We did not know anything better. We tried to give the children everything, so they would be happy. The same Yael, who used to come home at night, just waiting for the night guard to pass to another house, said as a teenager, when it was decided that children should stay at home with their parents: I think it is a wrong decision. I think children should sleep in the children houses. She does not have any bad memories, and neither does Yitzchak. I had no problems with the idea of having our children stay in the children houses. It was normal for us.
Yael married Moshe and they had Renana. After divorcing Moshe she made a new home together with Dror and they have two girls - Or and Rotem. Among other things Yael studied computers and is now working in medical computer programming.

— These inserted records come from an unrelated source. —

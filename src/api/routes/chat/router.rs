//! Router for the chat API

use std::convert::Infallible;

use axum::{
    Json, Router,
    extract::{Path, State, rejection::JsonRejection},
    http::StatusCode,
    response::{IntoResponse, Response, sse::Event, sse::KeepAlive, sse::Sse},
    routing::{get, post},
};
use axum_extra::extract::Query;
use tokio_stream::StreamExt as _;

use super::public;
use crate::api::public::ApiError;
use crate::api::state::SharedState;
use crate::chat::{ChatResponse, ReplyStream, StreamEvent};

const DEFAULT_PAGE_LIMIT: usize = 20;
const MAX_PAGE_LIMIT: usize = 100;

// SSE field values cannot hold a carriage return, so line breaks are
// normalized to `\n` and each line becomes its own `data:` field
fn sse_data(data: &str) -> String {
    data.replace("\r\n", "\n").replace('\r', "\n")
}

fn sse_event(event: StreamEvent) -> Event {
    match event {
        StreamEvent::Fragment(fragment) => Event::default().data(sse_data(&fragment)),
        StreamEvent::Done => Event::default().data("[DONE]"),
        StreamEvent::Error(message) => Event::default().event("error").data(sse_data(&message)),
    }
}

fn sse_response(stream: ReplyStream) -> Response {
    let events = stream.map(|event| Ok::<Event, Infallible>(sse_event(event)));
    Sse::new(events)
        .keep_alive(KeepAlive::default().text("keep-alive"))
        .into_response()
}

async fn respond(
    state: SharedState,
    payload: public::ChatRequest,
    stream: bool,
) -> Result<Response, ApiError> {
    let resp = state
        .relay
        .handle(
            payload.session_id.as_deref(),
            payload.message.as_deref(),
            stream,
        )
        .await?;

    let resp = match resp {
        ChatResponse::Reply(reply) => Json(public::ChatReply { reply }).into_response(),
        ChatResponse::Stream(stream) => sse_response(stream),
    };
    Ok(resp)
}

/// Add a message to a chat session and reply with the model's
/// response, streamed when the body asks for it
async fn chat_handler(
    State(state): State<SharedState>,
    payload: Result<Json<public::ChatRequest>, JsonRejection>,
) -> Result<Response, ApiError> {
    let Json(payload) = payload?;
    let stream = payload.stream;
    respond(state, payload, stream).await
}

/// Add a message to a chat session and stream the response
async fn chat_stream_handler(
    State(state): State<SharedState>,
    payload: Result<Json<public::ChatRequest>, JsonRejection>,
) -> Result<Response, ApiError> {
    let Json(payload) = payload?;
    respond(state, payload, true).await
}

/// Get a list of all chat sessions held in memory
async fn chat_list(
    State(state): State<SharedState>,
    Query(params): Query<public::ChatSessionsQuery>,
) -> Result<Json<public::ChatSessionsResponse>, ApiError> {
    let page = params.page.unwrap_or(1).max(1);
    let limit = params
        .limit
        .unwrap_or(DEFAULT_PAGE_LIMIT)
        .clamp(1, MAX_PAGE_LIMIT);
    let offset = (page - 1).saturating_mul(limit);

    let sessions = state.relay.store().list();
    let total_sessions = sessions.len();
    let total_pages = total_sessions.div_ceil(limit);
    let sessions = sessions.into_iter().skip(offset).take(limit).collect();

    Ok(Json(public::ChatSessionsResponse {
        sessions,
        page,
        limit,
        total_sessions,
        total_pages,
    }))
}

/// Get a single chat session's transcript by ID
async fn chat_session(
    State(state): State<SharedState>,
    Path(id): Path<String>,
) -> Result<Json<public::ChatTranscriptResponse>, ApiError> {
    let store = state.relay.store();
    if !store.contains(&id) {
        return Err(ApiError::not_found(&format!("Chat session {} not found", id)));
    }

    let transcript = store.get(&id);
    Ok(Json(public::ChatTranscriptResponse {
        session_id: id,
        transcript,
    }))
}

/// Forget a chat session's history
async fn delete_session(
    State(state): State<SharedState>,
    Path(id): Path<String>,
) -> Result<StatusCode, ApiError> {
    if !state.relay.store().remove(&id) {
        return Err(ApiError::not_found(&format!("Chat session {} not found", id)));
    }
    tracing::info!("Removed chat session {}", id);
    Ok(StatusCode::NO_CONTENT)
}

/// Create the chat router. `/sessions` is matched before `/{id}`, so a
/// session named `sessions` is only reachable through the chat
/// endpoints and the listing.
pub fn router() -> Router<SharedState> {
    Router::new()
        .route("/", post(chat_handler))
        .route("/stream", post(chat_stream_handler))
        .route("/sessions", get(chat_list))
        .route("/{id}", get(chat_session).delete(delete_session))
}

Three of the children left the kibbutz at some time during the years - only Yitzchak stayed here. It was hard for me, I would prefer them to live close, but they chose different and I saw it was good for them, and that's what counts. Yael returned to live in the kibbutz for a short while after her divorce, but then left again.
Dov and I always loved theatre and concerts and used to have subscriptions for both. We also liked travelling and have had many wonderful trips together and also with the children during the last few years. I like to read books, not so much newspapers. In the past I was embroidering and knitting, but today I hardly do that. The children have grown up and there are no demands. Today I'm also attending Milo (a center for older people) three days a week and serve as a link to Milo for other members in the kibbutz. I like all my activities.

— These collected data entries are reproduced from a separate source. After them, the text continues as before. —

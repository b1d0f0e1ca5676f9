pub mod routes;
mod server;
pub use server::{app, serve};
pub mod public;
mod state;
pub use state::{AppState, SharedState};
mod utils;
use std::env;
use std::time::Duration;

use anyhow::{Result, anyhow};

const DEFAULT_SYSTEM_MESSAGE: &str = "You are CaseCrux Legal Assistant, an AI helper for legal \
document analysis. You help users understand their legal documents and summaries. Explain \
complex legal terms in simple language, use markdown formatting, and always include a \
disclaimer when giving anything that resembles legal advice.";

#[derive(Clone, Debug)]
pub struct AppConfig {
    pub openai_api_hostname: String,
    pub openai_api_key: String,
    pub openai_model: String,
    pub openai_timeout: Duration,
    pub system_message: String,
    pub max_sessions: usize,
    // Emit `event: error` before closing a stream that failed upstream
    pub stream_error_frame: bool,
    // Include internal error chains in 5xx responses
    pub expose_error_details: bool,
}

impl AppConfig {
    /// Build the config from environment variables. The upstream API
    /// key is the only required value.
    pub fn from_env() -> Result<Self> {
        Self::from_lookup(|name| env::var(name).ok())
    }

    /// Build the config from any variable source, `lookup` returns
    /// `None` for unset names.
    pub fn from_lookup(lookup: impl Fn(&str) -> Option<String>) -> Result<Self> {
        let openai_api_key = lookup("OPENAI_API_KEY")
            .filter(|k| !k.trim().is_empty())
            .ok_or(anyhow!("Missing env var OPENAI_API_KEY"))?;
        let openai_api_hostname = lookup("OPENAI_API_HOSTNAME")
            .unwrap_or_else(|| "https://api.groq.com/openai".to_string());
        let openai_model =
            lookup("OPENAI_MODEL").unwrap_or_else(|| "llama3-70b-8192".to_string());
        let openai_timeout = parse_var(&lookup, "OPENAI_TIMEOUT_SECS", 300)?;
        let system_message = lookup("CHAT_SYSTEM_MESSAGE")
            .unwrap_or_else(|| DEFAULT_SYSTEM_MESSAGE.to_string());
        let max_sessions = parse_var(&lookup, "CHAT_MAX_SESSIONS", 1000)?;
        let stream_error_frame = parse_var(&lookup, "CHAT_STREAM_ERROR_FRAME", true)?;
        let expose_error_details = lookup("APP_ENV")
            .map(|v| v.eq_ignore_ascii_case("development"))
            .unwrap_or(false);

        Ok(Self {
            openai_api_hostname,
            openai_api_key,
            openai_model,
            openai_timeout: Duration::from_secs(openai_timeout),
            system_message,
            max_sessions,
            stream_error_frame,
            expose_error_details,
        })
    }

    /// Config for tests and local tooling that never reads the
    /// environment.
    pub fn with_api_key(openai_api_key: &str) -> Self {
        Self {
            openai_api_hostname: "https://api.groq.com/openai".to_string(),
            openai_api_key: openai_api_key.to_string(),
            openai_model: "llama3-70b-8192".to_string(),
            openai_timeout: Duration::from_secs(300),
            system_message: DEFAULT_SYSTEM_MESSAGE.to_string(),
            max_sessions: 1000,
            stream_error_frame: true,
            expose_error_details: false,
        }
    }
}

fn parse_var<T>(lookup: &impl Fn(&str) -> Option<String>, name: &str, default: T) -> Result<T>
where
    T: std::str::FromStr,
    T::Err: std::fmt::Display,
{
    match lookup(name) {
        Some(raw) => raw
            .trim()
            .parse::<T>()
            .map_err(|e| anyhow!("Invalid value for {}: {}", name, e)),
        None => Ok(default),
    }
}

For many years I was a member of different kibbutz committees for education, members, the high school, connection to school graduates and making the working schedule for the children houses.

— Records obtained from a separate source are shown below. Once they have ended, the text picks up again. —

//! Test utilities for integration tests
#![allow(dead_code)]

use std::sync::{Arc, Mutex};

use anyhow::{Error, anyhow};
use async_trait::async_trait;
use axum::{Router, body::Body};
use axum::body::Bytes;
use futures_util::{StreamExt, stream};
use serde_json::{Value, json};

use casecrux::api::{AppState, app};
use casecrux::core::AppConfig;
use casecrux::openai::{ChunkStream, CompletionClient, Message};

/// Stands in for the upstream completion API and records every
/// transcript it receives.
#[derive(Default)]
pub struct FakeClient {
    reply: Option<String>,
    chunks: Vec<Result<String, String>>,
    calls: Mutex<Vec<Vec<Message>>>,
}

impl FakeClient {
    pub fn replying(reply: &str) -> Self {
        Self {
            reply: Some(reply.to_string()),
            ..Default::default()
        }
    }

    /// Non-streaming calls fail, streams are empty.
    pub fn failing() -> Self {
        Self::default()
    }

    pub fn streaming(chunks: &[&str]) -> Self {
        Self {
            chunks: chunks.iter().map(|c| Ok(c.to_string())).collect(),
            ..Default::default()
        }
    }

    pub fn streaming_then_error(chunks: &[&str], error: &str) -> Self {
        let mut client = Self::streaming(chunks);
        client.chunks.push(Err(error.to_string()));
        client
    }

    pub fn calls(&self) -> Vec<Vec<Message>> {
        self.calls.lock().unwrap().clone()
    }
}

#[async_trait]
impl CompletionClient for FakeClient {
    async fn completion(&self, messages: &[Message]) -> Result<Value, Error> {
        self.calls.lock().unwrap().push(messages.to_vec());
        match &self.reply {
            Some(reply) => Ok(json!({
                "id": "chatcmpl-123",
                "choices": [{"index": 0, "message": {"role": "assistant", "content": reply}}]
            })),
            None => Err(anyhow!("upstream unavailable")),
        }
    }

    async fn completion_stream(&self, messages: &[Message]) -> Result<ChunkStream, Error> {
        self.calls.lock().unwrap().push(messages.to_vec());
        let chunks: Vec<Result<Bytes, Error>> = self
            .chunks
            .iter()
            .cloned()
            .map(|c| c.map(Bytes::from).map_err(|e| anyhow!(e)))
            .collect();
        Ok(stream::iter(chunks).boxed())
    }
}

pub fn test_config() -> AppConfig {
    let mut config = AppConfig::with_api_key("test-api-key");
    config.system_message = String::from("You are a helpful assistant.");
    config.max_sessions = 100;
    config
}

/// Creates a test application router backed by `client`.
pub fn test_app(client: Arc<FakeClient>) -> Router {
    test_app_with_config(client, test_config())
}

pub fn test_app_with_config(client: Arc<FakeClient>, config: AppConfig) -> Router {
    let app_state = AppState::new(client, config);
    app(Arc::new(app_state))
}

pub async fn body_to_string(body: Body) -> String {
    let bytes = axum::body::to_bytes(body, usize::MAX)
        .await
        .expect("Failed to read body");
    String::from_utf8(bytes.to_vec()).expect("Body is not UTF-8")
}

pub fn chat_request(uri: &str, body: Value) -> axum::http::Request<Body> {
    axum::http::Request::builder()
        .uri(uri)
        .method("POST")
        .header("content-type", "application/json")
        .body(Body::from(body.to_string()))
        .unwrap()
}

pub fn get_request(uri: &str) -> axum::http::Request<Body> {
    axum::http::Request::builder()
        .uri(uri)
        .body(Body::empty())
        .unwrap()
}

I had a very difficult time with the kibbutz about my compensation money from Germany. For forty years I gave the full amount of the compensation to the kibbutz, and once when I asked for something for myself I got an insulting response. I wanted to go abroad to visit my uncle Danni who was then in South Africa. He had invited my aunt Lea (his sister) to visit and I wanted to join her, and asked the kibbutz to help me funding the ticket. The reply was negative, so I decided to take the money from my monthly compensation. I was told to return the money when at the same time I saw that there were members who had money from other sources and the kibbutz did nothing about it. The kibbutz Secretary started sending me letters warning me of the consequences in case I didn't return the money. I started considering leaving the kibbutz. Hagit was ill and I travelled a lot to visit her, but never took a penny from the kibbutz. Everything was paid for with that money. It was very difficult. I had hoped that at such a time there would be a little more understanding, but there was no sympathy for my situation in this matter. It was decided not to give us any budget from the kibbutz, nor did we get a pension account like every other kibbutz member. Later on the decision was changed saying I (and others) could keep the compensation money or similar. I think it is better for me this way. I can do whatever I want and have more choices and there is less pressure.
In May 1990 we had a big family reunion. It was Dov's and my 60th birthday that year and we had been married for forty years. Also three grandchildren had been born within a month that spring.
In 2000 we had a gold wedding surprise arranged by our children and we all spent a wonderful time together on a holiday resort up North.
It is very sad that Hagit is no longer with us. But there is comfort in the fact that her family, Jacky and the children, kept in close contact with us. Also after that Jacky remarried and he and Lily had the girls Noa and Dana.
We raised a wonderful family, a kind of compensation for the families we once had and of whom so few survived the Holocaust.